INPUT DATA:
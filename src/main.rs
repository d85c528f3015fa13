//! Stowaway CLI entry point.

use std::process::ExitCode;

use clap::Parser;
use stowaway::cli::{Cli, CommandDispatcher};
use stowaway::ui::{StowawayTheme, TerminalLog};
use tracing_subscriber::{fmt, prelude::*, EnvFilter};

/// Initialize the tracing subscriber for logging.
///
/// Log level is controlled by:
/// 1. `--debug` flag sets level to DEBUG
/// 2. `RUST_LOG` environment variable (if set)
/// 3. Default is WARN
///
/// Diagnostics go to stderr; stdout belongs to the build log.
fn init_tracing(debug: bool) {
    let filter = if debug {
        EnvFilter::new("stowaway=debug")
    } else {
        EnvFilter::try_from_default_env().unwrap_or_else(|_| EnvFilter::new("stowaway=warn"))
    };

    tracing_subscriber::registry()
        .with(fmt::layer().with_target(false).with_writer(std::io::stderr))
        .with(filter)
        .init();
}

fn main() -> ExitCode {
    let cli = Cli::parse();
    init_tracing(cli.debug);

    tracing::debug!("Stowaway starting with args: {:?}", cli);

    let mode = cli.output_mode();

    let mut log = if cli.no_color {
        TerminalLog::with_theme(mode, StowawayTheme::plain())
    } else {
        TerminalLog::new(mode)
    };

    match CommandDispatcher::new().dispatch(&cli, &mut log) {
        Ok(result) if result.success => ExitCode::SUCCESS,
        Ok(_) => ExitCode::FAILURE,
        Err(e) => {
            // Already written to the build log by the failing command.
            tracing::debug!("Command failed: {:?}", e);
            ExitCode::FAILURE
        }
    }
}
//! Mock build log for testing.
//!
//! `MockLog` implements the `BuildLog` trait and records every entry, in
//! order, for later assertion.
//!
//! # Example
//!
//! ```
//! use stowaway::ui::{BuildLog, MockLog};
//!
//! let mut log = MockLog::new();
//! log.begin_step("Clearing NuGet packages cache");
//! log.error("Unable to clear NuGet packages cache: denied");
//!
//! assert_eq!(log.steps(), vec!["Clearing NuGet packages cache"]);
//! assert!(log.has_error("denied"));
//! ```

use super::{BuildLog, OutputMode};

/// Severity of a recorded entry.
#[derive(Debug, Clone, Copy, PartialEq, Eq)]
pub enum LogLevel {
    Step,
    Info,
    Warning,
    Error,
    Output,
}

/// A single recorded log entry.
#[derive(Debug, Clone, PartialEq, Eq)]
pub struct LogEntry {
    pub level: LogLevel,
    pub message: String,
}

/// Mock build log implementation for testing.
#[derive(Debug, Default)]
pub struct MockLog {
    mode: OutputMode,
    entries: Vec<LogEntry>,
}

impl MockLog {
    /// Create a new MockLog with Normal output mode.
    pub fn new() -> Self {
        Self::default()
    }

    /// Create a new MockLog with a specific output mode.
    pub fn with_mode(mode: OutputMode) -> Self {
        Self {
            mode,
            ..Default::default()
        }
    }

    /// All entries in the order they were written.
    pub fn entries(&self) -> &[LogEntry] {
        &self.entries
    }

    /// Whether nothing has been logged.
    pub fn is_empty(&self) -> bool {
        self.entries.is_empty()
    }

    fn messages_at(&self, level: LogLevel) -> Vec<&str> {
        self.entries
            .iter()
            .filter(|e| e.level == level)
            .map(|e| e.message.as_str())
            .collect()
    }

    /// Get all step announcements.
    pub fn steps(&self) -> Vec<&str> {
        self.messages_at(LogLevel::Step)
    }

    /// Get all info lines.
    pub fn infos(&self) -> Vec<&str> {
        self.messages_at(LogLevel::Info)
    }

    /// Get all warnings.
    pub fn warnings(&self) -> Vec<&str> {
        self.messages_at(LogLevel::Warning)
    }

    /// Get all errors.
    pub fn errors(&self) -> Vec<&str> {
        self.messages_at(LogLevel::Error)
    }

    /// Get everything written as command output.
    pub fn outputs(&self) -> Vec<&str> {
        self.messages_at(LogLevel::Output)
    }

    /// Check if a step containing `msg` was announced.
    pub fn has_step(&self, msg: &str) -> bool {
        self.steps().iter().any(|m| m.contains(msg))
    }

    /// Check if an error containing `msg` was logged.
    pub fn has_error(&self, msg: &str) -> bool {
        self.errors().iter().any(|m| m.contains(msg))
    }

    /// Clear all recorded entries.
    pub fn clear(&mut self) {
        self.entries.clear();
    }

    fn record(&mut self, level: LogLevel, msg: &str) {
        self.entries.push(LogEntry {
            level,
            message: msg.to_string(),
        });
    }
}

impl BuildLog for MockLog {
    fn output_mode(&self) -> OutputMode {
        self.mode
    }

    fn begin_step(&mut self, msg: &str) {
        self.record(LogLevel::Step, msg);
    }

    fn info(&mut self, msg: &str) {
        self.record(LogLevel::Info, msg);
    }

    fn warning(&mut self, msg: &str) {
        self.record(LogLevel::Warning, msg);
    }

    fn error(&mut self, msg: &str) {
        self.record(LogLevel::Error, msg);
    }

    fn output(&mut self, text: &str) {
        self.record(LogLevel::Output, text);
    }
}
//! Compile command implementation.
//!
//! `stowaway compile <BUILD_DIR> <CACHE_DIR>` restores cached dependencies
//! and applies the NuGet cache policy.

use crate::cli::args::CompileArgs;
use crate::compile::Compiler;
use crate::config::{CompileConfig, PackageCachePolicy};
use crate::error::Result;
use crate::ui::BuildLog;

use super::dispatcher::{Command, CommandResult};

/// The compile command implementation.
pub struct CompileCommand {
    args: CompileArgs,
}

impl CompileCommand {
    /// Create a new compile command.
    pub fn new(args: CompileArgs) -> Self {
        Self { args }
    }

    /// Build the compile configuration from the arguments.
    pub fn config(&self) -> CompileConfig {
        let policy = PackageCachePolicy::from_flag(self.args.cache_nuget_packages.as_deref());
        CompileConfig::new(&self.args.build_dir, &self.args.cache_dir)
            .with_package_cache(policy)
            .with_dry_run(self.args.dry_run)
    }
}

impl Command for CompileCommand {
    fn execute(&self, log: &mut dyn BuildLog) -> Result<CommandResult> {
        let config = self.config();
        if let Err(e) = config.validate() {
            log.error(&e.to_string());
            return Err(e);
        }

        let report = Compiler::new(config).run(log)?;

        if self.args.json {
            let json = report.to_json().map_err(|e| {
                log.error(&format!("Unable to render report: {}", e));
                e
            })?;
            log.output(&json);
        }

        Ok(CommandResult::success())
    }
}

#[cfg(test)]
mod tests {
    use super::*;
    use crate::error::StowawayError;
    use crate::ui::MockLog;
    use std::fs;
    use std::path::PathBuf;
    use tempfile::TempDir;

    fn args(build: PathBuf, cache: PathBuf) -> CompileArgs {
        CompileArgs {
            build_dir: build,
            cache_dir: cache,
            cache_nuget_packages: None,
            dry_run: false,
            json: false,
        }
    }

    #[test]
    fn config_reads_flag() {
        let mut a = args("/b".into(), "/c".into());
        a.cache_nuget_packages = Some("false".into());
        let config = CompileCommand::new(a).config();
        assert_eq!(config.package_cache, PackageCachePolicy::Clear);
        assert!(!config.dry_run);
    }

    #[test]
    fn config_without_flag_keeps() {
        let config = CompileCommand::new(args("/b".into(), "/c".into())).config();
        assert_eq!(config.package_cache, PackageCachePolicy::Keep);
    }

    #[test]
    fn missing_build_dir_is_logged() {
        let cache = TempDir::new().unwrap();
        let missing = cache.path().join("missing");
        let mut log = MockLog::new();

        let err = CompileCommand::new(args(missing, cache.path().to_path_buf()))
            .execute(&mut log)
            .unwrap_err();

        assert!(matches!(err, StowawayError::InvalidDirectory { .. }));
        assert_eq!(log.errors().len(), 1);
        assert!(log.steps().is_empty());
    }

    #[test]
    fn executes_pipeline() {
        let build = TempDir::new().unwrap();
        let cache = TempDir::new().unwrap();
        for name in [".dotnet", ".node", "libunwind", ".nuget"] {
            fs::create_dir(cache.path().join(name)).unwrap();
        }
        let mut a = args(build.path().to_path_buf(), cache.path().to_path_buf());
        a.cache_nuget_packages = Some("false".into());
        let mut log = MockLog::new();

        let result = CompileCommand::new(a).execute(&mut log).unwrap();

        assert!(result.success);
        assert!(!cache.path().join(".nuget").exists());
        assert_eq!(log.steps().len(), 2);
        assert!(log.outputs().is_empty());
    }

    #[test]
    fn json_report_goes_through_log() {
        let build = TempDir::new().unwrap();
        let cache = TempDir::new().unwrap();
        for name in [".dotnet", ".node", "libunwind"] {
            fs::create_dir(cache.path().join(name)).unwrap();
        }
        let mut a = args(build.path().to_path_buf(), cache.path().to_path_buf());
        a.json = true;
        let mut log = MockLog::new();

        CompileCommand::new(a).execute(&mut log).unwrap();

        let outputs = log.outputs();
        assert_eq!(outputs.len(), 1);
        let report: serde_json::Value = serde_json::from_str(outputs[0]).unwrap();
        assert_eq!(report["restored"][2], "libunwind");
        assert_eq!(log.entries().last().unwrap().level, crate::ui::LogLevel::Output);
    }
}
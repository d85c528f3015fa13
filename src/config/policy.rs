//! NuGet package cache policy.

use serde::Serialize;

/// Environment variable that gates clearing of the NuGet package cache.
pub const CACHE_NUGET_PACKAGES_ENV: &str = "CACHE_NUGET_PACKAGES";

/// What to do with an existing NuGet package cache.
///
/// The flag is read as "should packages stay cached": only the exact value
/// `false` asks for the cache to be cleared. Anything else, including an
/// unset variable, keeps it.
///
/// # Example
///
/// ```
/// use stowaway::config::PackageCachePolicy;
///
/// assert_eq!(PackageCachePolicy::from_flag(Some("false")), PackageCachePolicy::Clear);
/// assert_eq!(PackageCachePolicy::from_flag(Some("FALSE")), PackageCachePolicy::Keep);
/// assert_eq!(PackageCachePolicy::from_flag(None), PackageCachePolicy::Keep);
/// ```
#[derive(Debug, Clone, Copy, PartialEq, Eq, Default, Serialize)]
#[serde(rename_all = "snake_case")]
pub enum PackageCachePolicy {
    /// Remove the package cache if it exists.
    Clear,
    /// Leave the package cache alone.
    #[default]
    Keep,
}

impl PackageCachePolicy {
    /// Resolve the policy from the raw flag value.
    pub fn from_flag(value: Option<&str>) -> Self {
        match value {
            Some("false") => Self::Clear,
            _ => Self::Keep,
        }
    }

    /// Whether this policy asks for the cache to be cleared.
    pub fn clears(&self) -> bool {
        matches!(self, Self::Clear)
    }
}
//! Well-known names inside the cache directory.

/// Dependency directories restored from the cache, in restore order.
pub const DEPENDENCY_DIRS: &[&str] = &[".dotnet", ".node", "libunwind"];

/// NuGet package cache kept under the cache directory.
pub const PACKAGE_CACHE_DIR: &str = ".nuget";
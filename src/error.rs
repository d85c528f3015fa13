//! Error types for Stowaway operations.
//!
//! This module defines [`StowawayError`], the error returned by the compile
//! pipeline and the CLI, and a [`Result`] type alias for convenience.
//!
//! # Error Handling Strategy
//!
//! - The restore and clean steps return plain [`std::io::Error`]s so the
//!   filesystem failure reaches the caller untouched
//! - The pipeline wraps that error once, in a variant whose message is the
//!   line written to the build log, keeping the original as its `source()`

use std::io;
use std::path::PathBuf;
use thiserror::Error;

/// Core error type for Stowaway operations.
#[derive(Debug, Error)]
pub enum StowawayError {
    /// Moving a dependency directory out of the cache failed.
    #[error("Unable to restore buildpack cache: {0}")]
    RestoreCache(#[source] io::Error),

    /// Probing or removing the NuGet package cache failed.
    #[error("Unable to clear NuGet packages cache: {0}")]
    ClearPackageCache(#[source] io::Error),

    /// A directory handed to the CLI is unusable.
    #[error("Invalid directory {path}: {reason}")]
    InvalidDirectory { path: PathBuf, reason: String },

    /// Failed to render the compile report.
    #[error("JSON error: {0}")]
    Json(#[from] serde_json::Error),
}

impl StowawayError {
    /// The kind of the underlying filesystem error, if there is one.
    pub fn io_kind(&self) -> Option<io::ErrorKind> {
        match self {
            Self::RestoreCache(e) | Self::ClearPackageCache(e) => Some(e.kind()),
            _ => None,
        }
    }
}

/// Result type alias for Stowaway operations.
pub type Result<T> = std::result::Result<T, StowawayError>;
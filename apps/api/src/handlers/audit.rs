use axum::Json;
use axum::extract::{Extension, Query, State};

use smartsales_application::AuditLogQuery;
use smartsales_core::ActorContext;

use crate::dto::AuditEntryResponse;
use crate::error::ApiResult;
use crate::state::AppState;

#[derive(Debug, serde::Deserialize)]
pub struct AuditListQuery {
    pub search: Option<String>,
    pub limit: Option<usize>,
    pub offset: Option<usize>,
}

pub async fn list_audit_entries_handler(
    State(state): State<AppState>,
    Extension(actor): Extension<ActorContext>,
    Query(query): Query<AuditListQuery>,
) -> ApiResult<Json<Vec<AuditEntryResponse>>> {
    let entries = state
        .audit_recorder
        .list_entries(
            &actor,
            AuditLogQuery {
                search: query.search,
                limit: query.limit.unwrap_or(50).clamp(1, 500),
                offset: query.offset.unwrap_or(0),
            },
        )
        .await?
        .into_iter()
        .map(AuditEntryResponse::from)
        .collect();

    Ok(Json(entries))
}
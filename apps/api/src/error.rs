use axum::Json;
use axum::http::StatusCode;
use axum::response::{IntoResponse, Response};
use serde::Serialize;
use smartsales_core::AppError;
use ts_rs::TS;

/// API error payload.
#[derive(Debug, Serialize, TS)]
#[ts(
    export,
    export_to = "../../../packages/api-types/src/generated/error-response.ts"
)]
pub struct ErrorResponse {
    message: String,
}

/// HTTP API error wrapper around core application errors.
#[derive(Debug)]
pub struct ApiError(pub AppError);

impl From<AppError> for ApiError {
    fn from(value: AppError) -> Self {
        Self(value)
    }
}

impl IntoResponse for ApiError {
    fn into_response(self) -> Response {
        let (status, message) = match self.0 {
            AppError::Validation(message) => (StatusCode::BAD_REQUEST, message),
            AppError::NotFound(message) => (StatusCode::NOT_FOUND, message),
            AppError::Conflict(message) => (StatusCode::CONFLICT, message),
            AppError::Unauthorized(message) => (StatusCode::UNAUTHORIZED, message),
            AppError::Forbidden(message) => (StatusCode::FORBIDDEN, message),
            AppError::Internal(message) => {
                tracing::error!(error = %message, "request failed with internal error");
                (
                    StatusCode::INTERNAL_SERVER_ERROR,
                    "Ocurrió un error interno".to_owned(),
                )
            }
        };

        (status, Json(ErrorResponse { message })).into_response()
    }
}

/// Standard API result type.
pub type ApiResult<T> = Result<T, ApiError>;
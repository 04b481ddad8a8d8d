use axum::Router;
use axum::extract::DefaultBodyLimit;
use axum::middleware::from_fn_with_state;
use axum::routing::{delete, get, patch, post};
use smartsales_core::AppError;
use tower_http::trace::TraceLayer;

use crate::state::AppState;
use crate::{handlers, middleware};

mod cors;

const AUDIO_UPLOAD_LIMIT_BYTES: usize = 25 * 1024 * 1024;

pub fn build_router(app_state: AppState, frontend_url: &str) -> Result<Router, AppError> {
    let public_routes = Router::new()
        .route("/health", get(handlers::health::health_handler))
        .route(
            "/api/marcas/",
            get(handlers::catalog::list_brands_handler),
        )
        .route(
            "/api/marcas/{brand_id}/",
            get(handlers::catalog::get_brand_handler),
        )
        .route(
            "/api/categorias/",
            get(handlers::catalog::list_categories_handler),
        )
        .route(
            "/api/categorias/{category_id}/",
            get(handlers::catalog::get_category_handler),
        )
        .route(
            "/api/productos/",
            get(handlers::catalog::list_products_handler),
        )
        .route(
            "/api/productos/{product_id}/",
            get(handlers::catalog::get_product_handler),
        )
        .route(
            "/api/descuentos/",
            get(handlers::discounts::list_discounts_handler),
        )
        .route(
            "/api/descuentos/vigentes/",
            get(handlers::discounts::current_discounts_handler),
        )
        .route(
            "/api/descuentos/por-producto/{product_id}/",
            get(handlers::discounts::product_price_quote_handler),
        )
        .route(
            "/api/descuentos/{discount_id}/",
            get(handlers::discounts::get_discount_handler),
        );

    let protected_routes = Router::new()
        .route(
            "/api/usuarios/",
            get(handlers::users::list_users_handler).post(handlers::users::create_user_handler),
        )
        .route("/api/usuarios/me/", get(handlers::users::me_handler))
        .route(
            "/api/usuarios/{user_id}/",
            delete(handlers::users::delete_user_handler),
        )
        .route(
            "/api/usuarios/{user_id}/rol/",
            patch(handlers::users::change_role_handler),
        )
        .route(
            "/api/clientes/",
            get(handlers::users::list_customers_handler),
        )
        .route("/api/roles/", get(handlers::users::list_roles_handler))
        .route(
            "/api/marcas/",
            post(handlers::catalog::create_brand_handler),
        )
        .route(
            "/api/marcas/{brand_id}/",
            patch(handlers::catalog::update_brand_handler)
                .put(handlers::catalog::update_brand_handler)
                .delete(handlers::catalog::delete_brand_handler),
        )
        .route(
            "/api/categorias/",
            post(handlers::catalog::create_category_handler),
        )
        .route(
            "/api/categorias/{category_id}/",
            patch(handlers::catalog::update_category_handler)
                .put(handlers::catalog::update_category_handler)
                .delete(handlers::catalog::delete_category_handler),
        )
        .route(
            "/api/productos/",
            post(handlers::catalog::create_product_handler),
        )
        .route(
            "/api/productos/{product_id}/",
            patch(handlers::catalog::update_product_handler)
                .put(handlers::catalog::update_product_handler)
                .delete(handlers::catalog::delete_product_handler),
        )
        .route(
            "/api/productos/{product_id}/descuento/",
            patch(handlers::catalog::set_product_discount_handler),
        )
        .route(
            "/api/carrito/",
            get(handlers::carts::active_cart_handler).post(handlers::carts::add_to_cart_handler),
        )
        .route(
            "/api/carrito/vaciar/",
            delete(handlers::carts::clear_cart_handler),
        )
        .route(
            "/api/stripe/crear-pago/",
            post(handlers::sales::create_payment_intent_handler),
        )
        .route(
            "/api/ventas/registrar/",
            post(handlers::sales::register_sale_handler),
        )
        .route("/api/ventas/", get(handlers::sales::list_sales_handler))
        .route(
            "/api/ventas/{sale_id}/",
            get(handlers::sales::get_sale_handler),
        )
        .route(
            "/api/ventas/{sale_id}/editar/",
            patch(handlers::sales::update_sale_status_handler),
        )
        .route(
            "/api/ventas/{sale_id}/garantias/",
            get(handlers::sales::sale_warranties_handler),
        )
        .route(
            "/api/historial-ventas/",
            get(handlers::sales::sale_history_handler),
        )
        .route(
            "/api/historial-ventas/mis-compras/",
            get(handlers::sales::my_purchases_handler),
        )
        .route(
            "/api/historial-ventas/estadisticas/",
            get(handlers::sales::sales_statistics_handler),
        )
        .route(
            "/api/historial-ventas/por-periodo/",
            get(handlers::sales::sales_by_period_handler),
        )
        .route(
            "/api/historial-ventas/{sale_id}/cancelar/",
            post(handlers::sales::cancel_sale_handler),
        )
        .route(
            "/api/descuentos/",
            post(handlers::discounts::create_discount_handler),
        )
        .route(
            "/api/descuentos/{discount_id}/",
            patch(handlers::discounts::update_discount_handler)
                .put(handlers::discounts::update_discount_handler)
                .delete(handlers::discounts::delete_discount_handler),
        )
        .route(
            "/api/descuentos/{discount_id}/activar/",
            post(handlers::discounts::activate_discount_handler),
        )
        .route(
            "/api/descuentos/{discount_id}/desactivar/",
            post(handlers::discounts::deactivate_discount_handler),
        )
        .route(
            "/api/mantenimientos/",
            get(handlers::maintenance::list_maintenance_handler)
                .post(handlers::maintenance::request_maintenance_handler),
        )
        .route(
            "/api/mantenimientos/mis-mantenimientos/",
            get(handlers::maintenance::my_maintenance_handler),
        )
        .route(
            "/api/mantenimientos/mis-asignaciones/",
            get(handlers::maintenance::my_assignments_handler),
        )
        .route(
            "/api/mantenimientos/{ticket_id}/",
            get(handlers::maintenance::get_maintenance_handler)
                .delete(handlers::maintenance::delete_maintenance_handler),
        )
        .route(
            "/api/mantenimientos/{ticket_id}/asignar-tecnico/",
            patch(handlers::maintenance::assign_technician_handler),
        )
        .route(
            "/api/mantenimientos/{ticket_id}/actualizar-estado/",
            patch(handlers::maintenance::update_maintenance_status_handler),
        )
        .route(
            "/api/reportes/",
            get(handlers::reports::list_reports_handler),
        )
        .route(
            "/api/reportes/generar/",
            post(handlers::reports::generate_structured_handler),
        )
        .route(
            "/api/reportes/generar-dinamico/",
            post(handlers::reports::generate_dynamic_handler),
        )
        .route(
            "/api/reportes/generar-por-voz/",
            post(handlers::reports::generate_from_voice_text_handler),
        )
        .route(
            "/api/reportes/generar-desde-audio/",
            post(handlers::reports::generate_from_audio_handler)
                .layer(DefaultBodyLimit::max(AUDIO_UPLOAD_LIMIT_BYTES)),
        )
        .route(
            "/api/reportes/interpretar-prompt/",
            post(handlers::reports::preview_prompt_handler),
        )
        .route(
            "/api/reportes/historial/",
            get(handlers::reports::report_history_handler),
        )
        .route(
            "/api/reportes/{report_id}/",
            get(handlers::reports::get_report_handler)
                .delete(handlers::reports::delete_report_handler),
        )
        .route(
            "/api/reportes/{report_id}/descargar/",
            get(handlers::reports::download_report_handler),
        )
        .route(
            "/api/bitacora/",
            get(handlers::audit::list_audit_entries_handler),
        )
        .route(
            "/api/ventas-historicas/",
            get(handlers::forecast::historic_sales_handler),
        )
        .route(
            "/api/predicciones-ventas/",
            get(handlers::forecast::predict_sales_handler),
        )
        .route(
            "/api/ventas-historico-predicciones/",
            get(handlers::forecast::forecast_overview_handler),
        )
        .route_layer(from_fn_with_state(
            app_state.clone(),
            middleware::require_auth,
        ));

    Ok(Router::new()
        .merge(public_routes)
        .merge(protected_routes)
        .layer(TraceLayer::new_for_http())
        .layer(cors::build_cors_layer(frontend_url)?)
        .with_state(app_state))
}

EXERCISE INSTRUCTIONS:
Above are the records. Copy every line in them holding "source".

EXERCISE RESPONSE:
//!   line written to the build log, keeping the original as its `source()`
    RestoreCache(#[source] io::Error),
    ClearPackageCache(#[source] io::Error),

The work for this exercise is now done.